The volunteers are a chatty bunch, working at broad tables, examining items, recording details and condition.
“A lot of people are nervous about this sort of thing because they don’t have experience, but I’m here to help them along the way,” Thiede said.
After volunteers inventory each item, it goes on to be photographed and returned to museum-quality storage boxes. The information is entered in a digital database. That will allow museum workers to search the collection more efficiently.
The process will also help Thiede to determine whether an item fits the mission of recording the history of Hennepin County or would more properly be offered to another museum.
Besides apparel, the volunteers will work their way through other categories of museum holdings: arts and crafts, recreation, tools and technology, personal artifacts, decorative and large artifacts.
The museum’s oldest item dates to 1727. That’s certain because the carved wooden clothing press has the date and a couple’s name carved on it. It’s from Scandinavia, a family hand-me-down that likely migrated to the county.

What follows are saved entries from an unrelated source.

//! Amumal Core - Field validation, submission gating and cursor pagination.
//!
//! This crate holds the client-side logic shared by every page of the
//! forum client. It performs no I/O itself: availability checks and page
//! fetches go through the [`AvailabilityChecker`] and [`PageSource`] seams.

pub mod error;
pub mod field;
pub mod gate;
pub mod pagination;
pub mod post;
pub mod session;
pub mod validation;

// Re-exports for convenience
pub use error::{CheckError, FetchError, FieldError};
pub use field::{
    AvailabilityChecker, CheckOutcome, FieldObserver, FieldStatus, ValidationField, Verdict,
};
pub use gate::FormGate;
pub use pagination::{
    should_load_more, CursorPaginationLoader, Exhaustion, LoadOutcome, LoaderPhase, LoaderStatus,
    Page, PageSource, ScrollMetrics, SkipReason, SCROLL_THRESHOLD,
};
pub use post::{format_count, truncate_title, Count, PostSummary};
pub use session::SessionRecord;
pub use validation::{EmailFormat, FieldValidator, NicknameFormat, PasswordStrength, Required};
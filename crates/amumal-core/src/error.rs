use thiserror::Error;

/// Reason a field failed validation. The `Display` text is what the view
/// layer shows next to the input.
#[derive(Error, Debug, Clone, PartialEq, Eq)]
pub enum FieldError {
    #[error("Please enter a valid email address.")]
    InvalidEmail,

    #[error("Please enter a password.")]
    EmptyPassword,

    #[error(
        "Password must be 8 to 20 characters and include an uppercase letter, \
         a lowercase letter, a digit and a special character."
    )]
    WeakPassword,

    #[error("Please enter a nickname.")]
    EmptyNickname,

    #[error("Nickname must be at most 10 characters with no spaces.")]
    InvalidNickname,

    #[error("Passwords do not match.")]
    PasswordMismatch,

    #[error("This field is required.")]
    Required,

    /// Server-side override of a value that passed the local rule.
    #[error("{0}")]
    Rejected(String),
}

/// Failure of an availability check that is not an answer about the value.
#[derive(Error, Debug, Clone, PartialEq, Eq)]
pub enum CheckError {
    #[error("Availability check transport error: {0}")]
    Transport(String),

    #[error("Availability check returned HTTP {0}")]
    Status(u16),

    #[error("Availability check response could not be decoded: {0}")]
    Decode(String),
}

/// Failure to fetch a page of items.
#[derive(Error, Debug, Clone, PartialEq, Eq)]
pub enum FetchError {
    #[error("Page fetch transport error: {0}")]
    Transport(String),

    #[error("Page fetch returned HTTP {0}")]
    Status(u16),

    #[error("Page response could not be decoded: {0}")]
    Decode(String),
}

#[cfg(test)]
mod tests {
    use super::*;

    #[test]
    fn test_rejected_shows_server_reason() {
        let err = FieldError::Rejected("Current password is incorrect.".to_string());
        assert_eq!(err.to_string(), "Current password is incorrect.");
    }

    #[test]
    fn test_fetch_error_status_display() {
        assert_eq!(
            FetchError::Status(500).to_string(),
            "Page fetch returned HTTP 500"
        );
    }
}
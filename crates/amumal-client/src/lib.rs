//! Amumal Client - HTTP access to the forum backend.
//!
//! Implements the core's [`AvailabilityChecker`](amumal_core::AvailabilityChecker)
//! and [`PageSource`](amumal_core::PageSource) seams, plus the account
//! actions each page submits.

pub mod http;
pub mod protocol;

pub use http::{
    redacted, ClientError, EmailAvailability, ForumClient, NicknameAvailability, PostFeed,
};
pub use protocol::{
    detail, LoginData, LoginRequest, PasswordUpdateRequest, ProfileData, ProfileUpdateRequest,
    SignupRequest, SubmitOutcome,
};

Such discoveries are why people like Sullivan volunteered to catalog the collection.
“I always wanted to know what went on in the backrooms of a museum, and I thought this was a chance,” she said.
The most unusual item that she’s handled was a fluting iron for pleating fabric.
Cheryl Owens of Uptown, a retired library technician, recalled another item — marionettes.
“They were actually kind of creepy,” she recalled. “As far as a hideous thing, the Ronald Reagan and Nancy slippers.”
In a collection that includes Tonka Trucks, a coffee roaster, oxen yoke, Nordic Ware bundt pan, streetcar sign, hobbyhorse, slot machine, phone switchboard, doorknob collection and hundreds of other items, it’s hard for individual pieces to stand out.
But Thiede’s nomination for the most unusual items derive from the 1894 murder of dressmaker Katherine “Kitty” Ging by socialite and gambler Harry Hayward, a crime that transfixed Minneapolis. The museum has a rocking chair he used, handcuffs he wore, the badge a deputy wore when Hayward was arrested — and a part of the rope that hanged him.
Some of the museum’s collection of items are rotating through an exhibit on its second floor that will continue as long as the cataloging project.
Thiede is welcoming additional volunteers who want to get their hands — or cotton gloves — on history.